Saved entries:

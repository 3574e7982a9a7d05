//! Health check handlers

use axum::{extract::State, Json};
use serde::Serialize;

use crate::AppState;

#[derive(Serialize)]
pub struct HealthResponse {
    pub status: String,
    pub version: String,
    pub store: String,
}

/// Health check endpoint handler
pub async fn health_check(State(state): State<AppState>) -> Json<HealthResponse> {
    let store_status = match state.store.ping().await {
        Ok(()) => "connected".to_string(),
        Err(e) => {
            tracing::warn!("Store health check failed: {}", e);
            "disconnected".to_string()
        }
    };

    Json(HealthResponse {
        status: "healthy".to_string(),
        version: env!("CARGO_PKG_VERSION").to_string(),
        store: store_status,
    })
}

Task item: Repeat each entry exactly.

Response to the exercise:
repository 3574e7982a9a7d05
//! Health check handlers

use axum::{extract::State, Json};
use serde::Serialize;

use crate::AppState;

#[derive(Serialize)]
pub struct HealthResponse {
    pub status: String,
    pub version: String,
    pub store: String,
}

/// Health check endpoint handler
pub async fn health_check(State(state): State<AppState>) -> Json<HealthResponse> {
    let store_status = match state.store.ping().await {
        Ok(()) => "connected".to_string(),
        Err(e) => {
            tracing::warn!("Store health check failed: {}", e);
            "disconnected".to_string()
        }
    };

    Json(HealthResponse {
        status: "healthy".to_string(),
        version: env!("CARGO_PKG_VERSION").to_string(),
        store: store_status,
    })
}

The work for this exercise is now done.